GEORGES CORM, Lebanon (1896 - 1971)
Written by Nathalie Bsat
Georges Daoud Corm was born in Beirut in 1896 to a family of scholars from Kesrouan. Georges followed in the footsteps of his father, Daoud, a pioneering Lebanese painter, and was thus a second-generation artist in two ways: firstly, in a literal sense, as an artist’s son, and secondly insofar as he belonged to the second wave of painters in the country. Alongside artists such as Marie Haddad and César Gemayel, Corm built upon the groundwork laid by his father and others who had introduced easel painting to Lebanon on a large scale. Much like the elder Corm, his style was primarily academic but developed its rhythm because of his additional exposure to less conventional art academies such as Julian and Colarossi. A respected writer and cultural activist, Corm distinguished himself from the older generation of painters with a slightly lighter palette and looser brushstrokes.
Like most first- and second-generation Lebanese artists, Corm went to Paris to complete his education. He studied painting at the Ecole Nationale des Beaux-Arts under the mentorship of well-known portraitist Fernand Cormon from 1919 to 1921, returning to Lebanon during a period of drastic social change. As the Ottoman Empire collapsed and gave way to the French Mandate, the traditional aristocracy that had dominated Lebanon’s small art market was foundering. Fewer aristocrats meant fewer portrait commissions, which were the exclusive purview of the upper class, but it also enabled Lebanese artists to start thinking beyond the classicism that was still in vogue among old patrons. A confusing time for the artists: while traditional styles and subjects of art were, to a certain extent, being called into question, abstraction, and other forms of modernism remained highly unpopular and misunderstood. Artists grappled with the demands of the market, the pressures of their formal training, and the appeal of modernism as it swept the global art scene in various manifestations.
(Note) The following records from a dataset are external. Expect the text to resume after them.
use dioxus::prelude::*;

use crate::locale::Locale;

/// LocalStorage key for the visitor's explicit language choice. An
/// explicit choice outranks automatic detection on the next visit.
pub const LOCALE_STORAGE_KEY: &str = "ideashell.locale";

#[component]
pub fn LanguageSelector(current: Locale) -> Element {
    rsx! {
        div {
            class: "language-selector",
            select {
                "aria-label": "Language",
                onchange: move |event| switch_locale(event.value()),
                for locale in Locale::ALL {
                    option {
                        value: "{locale}",
                        selected: locale == current,
                        {locale.label()}
                    }
                }
            }
        }
    }
}

/// Locale the visitor picked on a previous visit, if any.
#[cfg(feature = "web")]
pub fn stored_locale() -> Option<Locale> {
    use gloo_storage::{LocalStorage, Storage};

    LocalStorage::get::<String>(LOCALE_STORAGE_KEY)
        .ok()
        .and_then(|tag| Locale::from_tag(&tag))
}

#[cfg(feature = "web")]
fn switch_locale(tag: String) {
    use gloo_storage::{LocalStorage, Storage};

    use crate::console_warn;
    use crate::services::config::AppConfig;
    use crate::utils::paths::{full_path, replace_locale_in_path, strip_base_path};

    let Some(locale) = Locale::from_tag(&tag) else {
        return;
    };
    if let Err(error) = LocalStorage::set(LOCALE_STORAGE_KEY, locale.as_str()) {
        console_warn!("failed to persist locale choice: {:?}", error);
    }

    let Some(window) = web_sys::window() else {
        return;
    };
    let location = window.location();
    let pathname = location.pathname().unwrap_or_default();
    let search = location.search().unwrap_or_default();

    let config = AppConfig::default();
    let stripped = strip_base_path(&config.base_path, &pathname).to_string();
    let replaced = replace_locale_in_path(&stripped, locale);
    let target = format!("{}{search}", full_path(&config.base_path, &replaced));

    if let Err(error) = location.set_href(&target) {
        console_warn!("locale switch navigation failed: {:?}", error);
    }
}

#[cfg(not(feature = "web"))]
fn switch_locale(_tag: String) {}
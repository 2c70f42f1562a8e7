pub mod download_button;
pub mod language_selector;
pub mod store_badges;

pub use download_button::DownloadButton;
#[cfg(feature = "web")]
pub use language_selector::stored_locale;
pub use language_selector::LanguageSelector;
pub use store_badges::StoreBadges;
use dioxus::prelude::*;

use ui::components::controls::stored_locale;
use ui::locale::{canonical_for_path_variant, detect_locale, ui_strings, Locale, DEFAULT_LOCALE};
use ui::services::config::AppConfig;
use ui::utils::{current_search, locale_path, replace_location};
use ui::InvitePage;

const FAVICON: Asset = asset!("/assets/favicon.svg");
const MAIN_CSS: Asset = asset!("/assets/main.css");

fn main() {
    dioxus::launch(App);
}

#[component]
fn App() -> Element {
    rsx! {
        // Global app resources
        document::Link { rel: "icon", href: FAVICON }
        document::Link { rel: "stylesheet", href: MAIN_CSS }

        Router::<Route> {}
    }
}

#[derive(Clone, Routable, Debug, PartialEq)]
enum Route {
    #[route("/")]
    Root {},
    #[route("/:locale")]
    LocaleRoot { locale: String },
}

/// Full-page redirect to a locale root, preserving the query string so the
/// invitation code survives the hop.
fn redirect_to_locale(locale: Locale) {
    let config = AppConfig::default();
    let target = format!(
        "{}{}",
        locale_path(&config.base_path, locale),
        current_search()
    );
    replace_location(&target);
}

/// `/` carries no locale: an explicit earlier choice wins, then automatic
/// detection (UA hint, then navigator languages, then English).
#[component]
fn Root() -> Element {
    use_effect(|| {
        let locale = stored_locale().unwrap_or_else(|| detect_locale().locale);
        redirect_to_locale(locale);
    });

    rsx! {
        RedirectScreen {}
    }
}

/// `/{locale}` renders the page for supported tags; known variants
/// redirect to their canonical locale, anything else to the detected one.
#[component]
fn LocaleRoot(locale: String) -> Element {
    let supported = Locale::from_tag(&locale);

    let segment = locale.clone();
    use_effect(move || {
        if supported.is_none() {
            let target =
                canonical_for_path_variant(&segment).unwrap_or_else(|| detect_locale().locale);
            redirect_to_locale(target);
        }
    });

    match supported {
        Some(resolved) => rsx! {
            InvitePage { locale: resolved }
        },
        None => rsx! {
            RedirectScreen {}
        },
    }
}

#[component]
fn RedirectScreen() -> Element {
    let strings = ui_strings(DEFAULT_LOCALE);
    rsx! {
        div {
            class: "redirect-screen",
            div { class: "redirect-spinner" }
            p { class: "redirect-note", "{strings.redirecting}" }
        }
    }
}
The market for portraits of aristocrats and religious figures flourished under Corm’s father, and despite the changing tides of the art world, the younger Corm attempted to keep the “family tradition” alive. Importantly, however, he deviated from the narrow focus on patron portraits, creating images of peasants and working-class people in the spirit of nineteenth-century French social realists like Gustav Courbet. At this stage, the artist positioned himself politically as a humanist whose beliefs were firmly rooted in the Christian faith, and his aesthetic principles cohered around related ideas. Faced with the proliferation of abstraction in modern painting, Corm rejected the disappearance of lifelike human features from the canvas, adhering instead to a realist aesthetic that celebrated the perfection and beauty of the human body and soul. He expressed his fidelity to such stylistic and thematic choices in his writings, such as in his Essay On the art and civilization of this era, 1966, as well as through his visual art.
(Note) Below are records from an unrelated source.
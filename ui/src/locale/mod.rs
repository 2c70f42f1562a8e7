//! Locale Support
//!
//! The page ships in a fixed, closed set of eight locales. Everything that
//! resolves a language signal must land inside this set:
//!
//! - **detector**: maps a language tag (UA hint or navigator preference) to
//!   a supported locale with deterministic fallback
//! - **variants**: maps known-but-unsupported locale tags appearing in URL
//!   paths to their canonical supported locale for redirects
//! - **strings**: the localized UI strings the carried components need

pub mod detector;
pub mod strings;
pub mod variants;

#[cfg(feature = "web")]
pub use detector::detect_locale;
pub use detector::{resolve_locale, LocaleDetection, LocaleSource};
pub use strings::ui_strings;
pub use variants::canonical_for_path_variant;

use serde::{Deserialize, Serialize};

/// A supported locale. Anything outside this set resolves to one of these
/// via the detector or the variant table, never passes through unresolved.
#[derive(Debug, Clone, Copy, PartialEq, Eq, Hash, Serialize, Deserialize)]
pub enum Locale {
    #[serde(rename = "en")]
    En,
    #[serde(rename = "zh-CN")]
    ZhCn,
    #[serde(rename = "zh-TW")]
    ZhTw,
    #[serde(rename = "ja")]
    Ja,
    #[serde(rename = "es")]
    Es,
    #[serde(rename = "pt-BR")]
    PtBr,
    #[serde(rename = "fr")]
    Fr,
    #[serde(rename = "de")]
    De,
}

pub const DEFAULT_LOCALE: Locale = Locale::En;

impl Locale {
    pub const ALL: [Locale; 8] = [
        Locale::En,
        Locale::ZhCn,
        Locale::ZhTw,
        Locale::Ja,
        Locale::Es,
        Locale::PtBr,
        Locale::Fr,
        Locale::De,
    ];

    /// The canonical tag used in URL paths and HTML lang attributes.
    pub fn as_str(&self) -> &'static str {
        match self {
            Locale::En => "en",
            Locale::ZhCn => "zh-CN",
            Locale::ZhTw => "zh-TW",
            Locale::Ja => "ja",
            Locale::Es => "es",
            Locale::PtBr => "pt-BR",
            Locale::Fr => "fr",
            Locale::De => "de",
        }
    }

    /// Native-script display name for the language selector.
    pub fn label(&self) -> &'static str {
        match self {
            Locale::En => "English",
            Locale::ZhCn => "简体中文",
            Locale::ZhTw => "繁體中文",
            Locale::Ja => "日本語",
            Locale::Es => "Español",
            Locale::PtBr => "Português (Brasil)",
            Locale::Fr => "Français",
            Locale::De => "Deutsch",
        }
    }

    /// Exact match against the supported tags only. Variant and fuzzy
    /// resolution live in [`detector`] and [`variants`].
    pub fn from_tag(tag: &str) -> Option<Locale> {
        match tag {
            "en" => Some(Locale::En),
            "zh-CN" => Some(Locale::ZhCn),
            "zh-TW" => Some(Locale::ZhTw),
            "ja" => Some(Locale::Ja),
            "es" => Some(Locale::Es),
            "pt-BR" => Some(Locale::PtBr),
            "fr" => Some(Locale::Fr),
            "de" => Some(Locale::De),
            _ => None,
        }
    }
}

impl std::fmt::Display for Locale {
    fn fmt(&self, f: &mut std::fmt::Formatter<'_>) -> std::fmt::Result {
        f.write_str(self.as_str())
    }
}

#[cfg(test)]
mod tests {
    use super::*;

    #[test]
    fn tag_round_trip() {
        for locale in Locale::ALL {
            assert_eq!(Locale::from_tag(locale.as_str()), Some(locale));
        }
    }

    #[test]
    fn unsupported_tags_do_not_parse() {
        for tag in ["zh", "en-US", "pt", "ko", ""] {
            assert_eq!(Locale::from_tag(tag), None);
        }
    }

    #[test]
    fn every_locale_has_a_label() {
        for locale in Locale::ALL {
            assert!(!locale.label().is_empty());
        }
    }
}
//! Query-string helpers
//!
//! The invite page reacts to two query parameters: the invitation code
//! (accepted under two aliases) and a `webview` flag the host app sets
//! when it embeds the page and already provides its own chrome.

use url::form_urlencoded;

/// Invitation code aliases, checked in order.
pub const INVITE_CODE_PARAMS: [&str; 2] = ["code", "inviteCode"];

/// Parse a `location.search` string (with or without the leading `?`)
/// into decoded key/value pairs.
pub fn parse_query(search: &str) -> Vec<(String, String)> {
    let trimmed = search.strip_prefix('?').unwrap_or(search);
    form_urlencoded::parse(trimmed.as_bytes())
        .into_owned()
        .collect()
}

fn first_value<'a>(pairs: &'a [(String, String)], key: &str) -> Option<&'a str> {
    pairs
        .iter()
        .find(|(k, _)| k == key)
        .map(|(_, v)| v.as_str())
}

/// Extract the invitation code, preferring `code` over `inviteCode`.
/// Empty values count as absent.
pub fn invitation_code(search: &str) -> Option<String> {
    let pairs = parse_query(search);
    INVITE_CODE_PARAMS
        .iter()
        .find_map(|key| first_value(&pairs, key))
        .filter(|value| !value.is_empty())
        .map(str::to_string)
}

/// Whether the host app requested webview presentation (`webview=true`).
pub fn is_webview_request(search: &str) -> bool {
    let pairs = parse_query(search);
    first_value(&pairs, "webview") == Some("true")
}

/// The current `location.search`, empty when unavailable.
#[cfg(feature = "web")]
pub fn current_search() -> String {
    web_sys::window()
        .and_then(|w| w.location().search().ok())
        .unwrap_or_default()
}

#[cfg(test)]
mod tests {
    use super::*;

    #[test]
    fn code_alias_order() {
        assert_eq!(invitation_code("?code=ER56Y").as_deref(), Some("ER56Y"));
        assert_eq!(
            invitation_code("?inviteCode=AB12C").as_deref(),
            Some("AB12C")
        );
        // `code` wins when both are present.
        assert_eq!(
            invitation_code("?inviteCode=LOSER&code=WINNER").as_deref(),
            Some("WINNER")
        );
    }

    #[test]
    fn missing_or_empty_code_is_none() {
        assert_eq!(invitation_code(""), None);
        assert_eq!(invitation_code("?webview=true"), None);
        assert_eq!(invitation_code("?code="), None);
    }

    #[test]
    fn codes_are_percent_decoded() {
        assert_eq!(invitation_code("?code=A%2B1").as_deref(), Some("A+1"));
    }

    #[test]
    fn webview_flag_is_strict() {
        assert!(is_webview_request("?webview=true"));
        assert!(is_webview_request("webview=true&code=X"));
        assert!(!is_webview_request("?webview=1"));
        assert!(!is_webview_request("?webview=TRUE"));
        assert!(!is_webview_request(""));
    }
}
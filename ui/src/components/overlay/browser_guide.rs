use dioxus::prelude::*;

use crate::locale::{ui_strings, Locale};

/// Full-screen guide shown inside disallowed in-app browsers (WeChat):
/// points at the ··· menu and asks the visitor to reopen the page in the
/// system browser, where the deep link can actually work.
#[component]
pub fn BrowserGuideOverlay(locale: Locale, on_dismiss: EventHandler<()>) -> Element {
    let strings = ui_strings(locale);

    rsx! {
        div {
            class: "browser-guide-overlay",
            onclick: move |_| on_dismiss.call(()),
            div {
                class: "browser-guide-content",
                svg {
                    class: "browser-guide-arrow",
                    view_box: "0 0 100 100",
                    fill: "none",
                    path {
                        d: "M60 10 L90 20 L80 50",
                        stroke: "currentColor",
                        stroke_width: "4",
                        stroke_linecap: "round",
                        stroke_linejoin: "round"
                    }
                    path {
                        d: "M90 20 C 90 20 50 40 30 90",
                        stroke: "currentColor",
                        stroke_width: "4",
                        stroke_linecap: "round",
                        stroke_dasharray: "10 10"
                    }
                }
                p { class: "browser-guide-title", "{strings.wechat_guide_title}" }
                p { class: "browser-guide-subtitle", "{strings.wechat_guide_subtitle}" }
            }
        }
    }
}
His determination to reach the spiritual and moral realms through accurate representation appears in his commissioned portrait as in the artist’s self-portraits. The proliferation of the self-representations in the artist’s production can be seen to document the growing awareness of the social status of the artist in Lebanon at this time or maybe a call to establish such social esteem. Moreover, Corm’s nudes were almost direct and calculated contrast to the perfect portraits of upper-class women. Though he never betrayed his commitment to depicting the world around him, the artist did romanticize that world to a certain extent, rendering landscapes in dense, poetic layers of bright colors. Predominantly, Georges Corm worked in oil on canvas and pastel on paper.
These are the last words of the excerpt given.